* Dataset items
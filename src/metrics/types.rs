use serde::Serialize;

use super::aggregate::{Distribution, RankedEntry, ScoreSummary};
use crate::model::StudentAttendanceSummary;

/// Knobs shared by every stats composer.
#[derive(Debug, Clone, Serialize)]
pub struct StatsOptions {
    /// Length of every ranking table.
    pub top_n: usize,
    /// Pass threshold for assessments without explicit pass marks.
    pub pass_percentage: f64,
    /// Students attending below this rate are flagged.
    pub attendance_alert_threshold: f64,
}

impl Default for StatsOptions {
    fn default() -> Self {
        Self {
            top_n: 5,
            pass_percentage: 40.0,
            attendance_alert_threshold: 75.0,
        }
    }
}

/// Attendance sidebar.
#[derive(Debug, Clone, Default, Serialize)]
pub struct AttendanceStats {
    pub total_records: u64,
    pub present: u64,
    pub absent: u64,
    pub late: u64,
    pub excused: u64,
    /// Present and late over all records.
    pub overall_rate: f64,
    pub today_records: u64,
    pub today_rate: f64,
    pub weekly_rate: f64,
    pub monthly_rate: f64,
    pub status_distribution: Distribution,
    /// Classes ranked by attendance rate.
    pub top_classes: Vec<RankedEntry>,
    /// Students ranked by number of absences.
    pub top_absentees: Vec<RankedEntry>,
    pub absences_by_weekday: Distribution,
    /// Students whose rate falls below the alert threshold, lowest first.
    pub students_below_threshold: Vec<StudentAttendanceSummary>,
    pub total_events: u64,
    /// Pooled rate over events that were not cancelled.
    pub event_attendance_rate: f64,
    pub event_status_distribution: Distribution,
    pub has_data: bool,
}

/// Homework sidebar.
#[derive(Debug, Clone, Default, Serialize)]
pub struct HomeworkStats {
    pub total_homework: u64,
    /// Counts by derived status, not the stored one.
    pub status_distribution: Distribution,
    pub active_count: u64,
    pub overdue_count: u64,
    /// Active homework due within the next seven days.
    pub due_soon_count: u64,
    pub assigned_last_7_days: u64,
    pub total_submissions: u64,
    pub turned_in: u64,
    pub late_submissions: u64,
    pub graded: u64,
    pub submission_rate: f64,
    /// Turned in on or before the due date, over everything turned in.
    pub on_time_rate: f64,
    pub grading_rate: f64,
    pub average_grade_percentage: Option<f64>,
    pub subject_distribution: Distribution,
    pub type_distribution: Distribution,
    pub priority_distribution: Distribution,
    /// Classes ranked by submission rate.
    pub top_classes: Vec<RankedEntry>,
    /// False when there are no submissions to report on.
    pub has_data: bool,
}

/// Marks sidebar.
#[derive(Debug, Clone, Default, Serialize)]
pub struct MarksStats {
    pub total_assessments: u64,
    pub total_results: u64,
    pub exempted: u64,
    /// Percentage scores over non-exempted results.
    pub scores: ScoreSummary,
    pub pass_count: u64,
    pub fail_count: u64,
    pub pass_rate: f64,
    pub grade_distribution: Distribution,
    pub subject_distribution: Distribution,
    pub type_distribution: Distribution,
    /// Students ranked by average percentage.
    pub top_students: Vec<RankedEntry>,
    /// Subjects ranked by average percentage.
    pub top_subjects: Vec<RankedEntry>,
    pub recent_assessments: u64,
    pub has_data: bool,
}

/// Schedule sidebar.
#[derive(Debug, Clone, Default, Serialize)]
pub struct ScheduleStats {
    pub total_entries: u64,
    pub today_sessions: u64,
    /// Session occurrences in the Monday to Sunday week containing today.
    pub week_sessions: u64,
    pub weekly_hours: f64,
    pub day_distribution: Distribution,
    pub type_distribution: Distribution,
    pub status_distribution: Distribution,
    /// Entries not cancelled, over all entries.
    pub utilization_rate: f64,
    pub cancellation_rate: f64,
    /// Teachers ranked by weekly teaching hours.
    pub top_teachers: Vec<RankedEntry>,
    /// Classes ranked by weekly hours.
    pub class_hours: Vec<RankedEntry>,
    pub has_data: bool,
}
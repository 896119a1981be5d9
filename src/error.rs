use thiserror::Error;

#[derive(Debug, Error)]
pub enum Error {
    #[error("I/O error: {0}")]
    Io(#[from] std::io::Error),

    #[error("JSON error: {0}")]
    Json(#[from] serde_json::Error),

    #[error("Invalid record {id}: {message}")]
    InvalidRecord { id: String, message: String },

    #[error("Record not found: {0}")]
    NotFound(String),

    #[error("Duplicate record id: {0}")]
    Duplicate(String),

    #[error("Unknown {kind}: {value}")]
    UnknownValue { kind: &'static str, value: String },

    #[error("Configuration error: {0}")]
    Config(String),

    #[error("Invalid period format: {0}")]
    PeriodParse(String),

    #[error("Invalid date: {0}")]
    InvalidDate(String),

    #[error("Invalid time: {0}")]
    InvalidTime(String),

    #[error("{0}")]
    Other(String),
}

impl Error {
    pub(crate) fn invalid(id: &str, message: impl Into<String>) -> Self {
        Error::InvalidRecord {
            id: id.to_string(),
            message: message.into(),
        }
    }
}

pub type Result<T> = std::result::Result<T, Error>;
// ── Marks ──────────────────────────────────────────────────────────

/// Compose the marks sidebar. Exempted results count towards
/// `total_results` and `exempted` only.
pub fn compute_marks_stats(
    marks: &[Mark],
    results: &[StudentMark],
    today: NaiveDate,
    opts: &StatsOptions,
) -> MarksStats {
    log::debug!(
        "Composing marks stats: {} assessments, {} results, today={today}",
        marks.len(),
        results.len()
    );

    let by_id: HashMap<&str, &Mark> = marks.iter().map(|m| (m.id.as_str(), m)).collect();
    let scored: Vec<(&StudentMark, f64)> = results
        .iter()
        .filter_map(|r| r.percentage().map(|p| (r, p)))
        .collect();
    let pcts: Vec<f64> = scored.iter().map(|(_, p)| *p).collect();

    let pass_count = scored
        .iter()
        .filter(|(r, p)| {
            let threshold = by_id
                .get(r.mark_id.as_str())
                .map_or(opts.pass_percentage, |m| m.pass_percentage(opts.pass_percentage));
            *p >= threshold
        })
        .count() as u64;

    let top_students: Vec<RankedEntry> = group_by(&scored, |(r, _)| r.student_id.clone())
        .into_iter()
        .map(|(student_id, rows)| RankedEntry {
            label: display_name(&rows[0].0.student_name, &student_id),
            value: mean(rows.iter().map(|(_, p)| *p)),
            count: rows.len() as u64,
            id: student_id,
        })
        .collect();

    let top_subjects: Vec<RankedEntry> = group_by(&scored, |(r, _)| {
        by_id.get(r.mark_id.as_str()).map(|m| m.subject.clone())
    })
    .into_iter()
    .filter_map(|(subject, rows)| {
        let subject = subject?;
        Some(RankedEntry {
            id: subject.clone(),
            label: subject,
            value: mean(rows.iter().map(|(_, p)| *p)),
            count: rows.len() as u64,
        })
    })
    .collect();

    MarksStats {
        total_assessments: marks.len() as u64,
        total_results: results.len() as u64,
        exempted: (results.len() - scored.len()) as u64,
        scores: score_summary(&pcts),
        pass_count,
        fail_count: scored.len() as u64 - pass_count,
        pass_rate: rate(pass_count, scored.len() as u64),
        grade_distribution: tabulate(results, |r| r.effective_grade()),
        subject_distribution: tabulate(marks, |m| Some(m.subject.clone())),
        type_distribution: tabulate(marks, |m| Some(m.assessment_type.as_str())),
        top_students: top_n(top_students, opts.top_n, |e| e.value),
        top_subjects: top_n(top_subjects, opts.top_n, |e| e.value),
        recent_assessments: TimeWindow::Last30Days
            .select(marks, today, |m| m.date)
            .len() as u64,
        has_data: !results.is_empty(),
    }
}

* Exercise
In the data above, which lines include "filename"? Return those lines.

* Task result
filename src/metrics/types.rs
filename src/error.rs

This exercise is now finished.